[Opening Information section]

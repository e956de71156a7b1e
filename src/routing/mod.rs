use async_trait::async_trait;
use std::sync::Arc;

use crate::a2a::{Message, Part, Task};
use crate::errors::BridgeResult;

/// Whether a request is answered as an ephemeral message or as a
/// lifecycle-tracked task. Computed once per new (non-continuation)
/// request and handled by exhaustive match everywhere downstream.
#[derive(Debug, Clone, Copy, PartialEq, Eq)]
pub enum ResponseTypeDecision {
    Message,
    Task,
}

/// Pluggable classifier behind the router. Implementations may be
/// heuristic or call out to a model; either way the router treats a
/// failure as "no opinion" and applies its fallback.
#[async_trait]
pub trait ResponseClassifier: Send + Sync {
    async fn classify(&self, text: &str) -> BridgeResult<ResponseTypeDecision>;
}

/// Inputs to one routing decision.
pub struct RouteContext<'a> {
    pub message: &'a Message,
    pub existing_task: Option<&'a Task>,
}

/// Decides message-vs-task per incoming request.
///
/// Continuations of a live task are always tasks; everything else goes to
/// the classifier, with a configured fallback when classification fails.
/// Safe to invoke before any task exists: the only side effect is the
/// classification call itself.
pub struct ResponseTypeRouter {
    classifier: Arc<dyn ResponseClassifier>,
    fallback: ResponseTypeDecision,
}

impl ResponseTypeRouter {
    pub fn new(classifier: Arc<dyn ResponseClassifier>) -> Self {
        Self {
            classifier,
            // Task preserves full lifecycle tracking, so it is the safer
            // default when classification is unavailable.
            fallback: ResponseTypeDecision::Task,
        }
    }

    pub fn with_fallback(mut self, fallback: ResponseTypeDecision) -> Self {
        self.fallback = fallback;
        self
    }

    pub async fn decide(&self, ctx: RouteContext<'_>) -> ResponseTypeDecision {
        if let Some(task) = ctx.existing_task {
            if !task.state().is_terminal() {
                // Continuations never downgrade to ephemeral messages.
                return ResponseTypeDecision::Task;
            }
        }

        let text = extract_text(ctx.message);
        match self.classifier.classify(&text).await {
            Ok(decision) => decision,
            Err(e) => {
                tracing::warn!(
                    error = %e,
                    fallback = ?self.fallback,
                    "response type classifier failed, applying fallback"
                );
                self.fallback
            }
        }
    }
}

impl Default for ResponseTypeRouter {
    fn default() -> Self {
        Self::new(Arc::new(KeywordClassifier::default()))
    }
}

fn extract_text(message: &Message) -> String {
    let mut out = String::new();
    for part in &message.parts {
        if let Part::Text { text, .. } = part {
            if !out.is_empty() {
                out.push(' ');
            }
            out.push_str(text);
        }
    }
    out
}

/// Heuristic classifier: short conversational phrases become messages,
/// anything that reads like a work request becomes a task.
pub struct KeywordClassifier {
    message_markers: Vec<&'static str>,
    max_message_words: usize,
}

impl Default for KeywordClassifier {
    fn default() -> Self {
        Self {
            message_markers: vec![
                "hi", "hello", "hey", "thanks", "thank you", "ok", "okay", "bye", "goodbye",
                "yes", "no", "what is", "who is", "how are",
            ],
            max_message_words: 6,
        }
    }
}

#[async_trait]
impl ResponseClassifier for KeywordClassifier {
    async fn classify(&self, text: &str) -> BridgeResult<ResponseTypeDecision> {
        let normalized = text.trim().trim_end_matches(['.', '!', '?']).to_lowercase();
        if normalized.is_empty() {
            return Ok(ResponseTypeDecision::Task);
        }

        let word_count = normalized.split_whitespace().count();
        let conversational = self
            .message_markers
            .iter()
            .any(|marker| normalized == *marker || normalized.starts_with(&format!("{marker} ")));

        if conversational && word_count <= self.max_message_words {
            Ok(ResponseTypeDecision::Message)
        } else {
            Ok(ResponseTypeDecision::Task)
        }
    }
}

#[cfg(test)]
mod tests {
    use super::*;
    use crate::a2a::TaskState;
    use crate::errors::BridgeError;

    struct FailingClassifier;

    #[async_trait]
    impl ResponseClassifier for FailingClassifier {
        async fn classify(&self, _text: &str) -> BridgeResult<ResponseTypeDecision> {
            Err(BridgeError::AgentExecution {
                reason: "classifier model unavailable".to_string(),
            })
        }
    }

    #[tokio::test]
    async fn test_continuation_of_live_task_is_always_a_task() {
        let router = ResponseTypeRouter::default();
        let mut task = Task::new("ctx");
        task.set_state(TaskState::InputRequired, None);
        let message = Message::user_text("hi");

        let decision = router
            .decide(RouteContext {
                message: &message,
                existing_task: Some(&task),
            })
            .await;
        assert_eq!(decision, ResponseTypeDecision::Task);
    }

    #[tokio::test]
    async fn test_terminal_task_reference_falls_through_to_classifier() {
        let router = ResponseTypeRouter::default();
        let mut task = Task::new("ctx");
        task.set_state(TaskState::Working, None);
        task.set_state(TaskState::Completed, None);
        let message = Message::user_text("thanks");

        let decision = router
            .decide(RouteContext {
                message: &message,
                existing_task: Some(&task),
            })
            .await;
        assert_eq!(decision, ResponseTypeDecision::Message);
    }

    #[tokio::test]
    async fn test_keyword_classifier_routes_work_requests_to_task() {
        let router = ResponseTypeRouter::default();
        let message = Message::user_text("Parse this expense report and file the totals");

        let decision = router
            .decide(RouteContext {
                message: &message,
                existing_task: None,
            })
            .await;
        assert_eq!(decision, ResponseTypeDecision::Task);
    }

    #[tokio::test]
    async fn test_classifier_failure_applies_fallback() {
        let router = ResponseTypeRouter::new(Arc::new(FailingClassifier));
        let message = Message::user_text("hello");

        let decision = router
            .decide(RouteContext {
                message: &message,
                existing_task: None,
            })
            .await;
        assert_eq!(decision, ResponseTypeDecision::Task);

        let router = router.with_fallback(ResponseTypeDecision::Message);
        let decision = router
            .decide(RouteContext {
                message: &message,
                existing_task: None,
            })
            .await;
        assert_eq!(decision, ResponseTypeDecision::Message);
    }
}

[Closing Information section]

Without changing anything, quote the lines from the top of the data to the line that contains "when classification fails.", including that line.

repository e956de71156a7b1e
filename src/routing/mod.rs
use async_trait::async_trait;
use std::sync::Arc;

use crate::a2a::{Message, Part, Task};
use crate::errors::BridgeResult;

/// Whether a request is answered as an ephemeral message or as a
/// lifecycle-tracked task. Computed once per new (non-continuation)
/// request and handled by exhaustive match everywhere downstream.
#[derive(Debug, Clone, Copy, PartialEq, Eq)]
pub enum ResponseTypeDecision {
    Message,
    Task,
}

/// Pluggable classifier behind the router. Implementations may be
/// heuristic or call out to a model; either way the router treats a
/// failure as "no opinion" and applies its fallback.
#[async_trait]
pub trait ResponseClassifier: Send + Sync {
    async fn classify(&self, text: &str) -> BridgeResult<ResponseTypeDecision>;
}

/// Inputs to one routing decision.
pub struct RouteContext<'a> {
    pub message: &'a Message,
    pub existing_task: Option<&'a Task>,
}

/// Decides message-vs-task per incoming request.
///
/// Continuations of a live task are always tasks; everything else goes to
/// the classifier, with a configured fallback when classification fails.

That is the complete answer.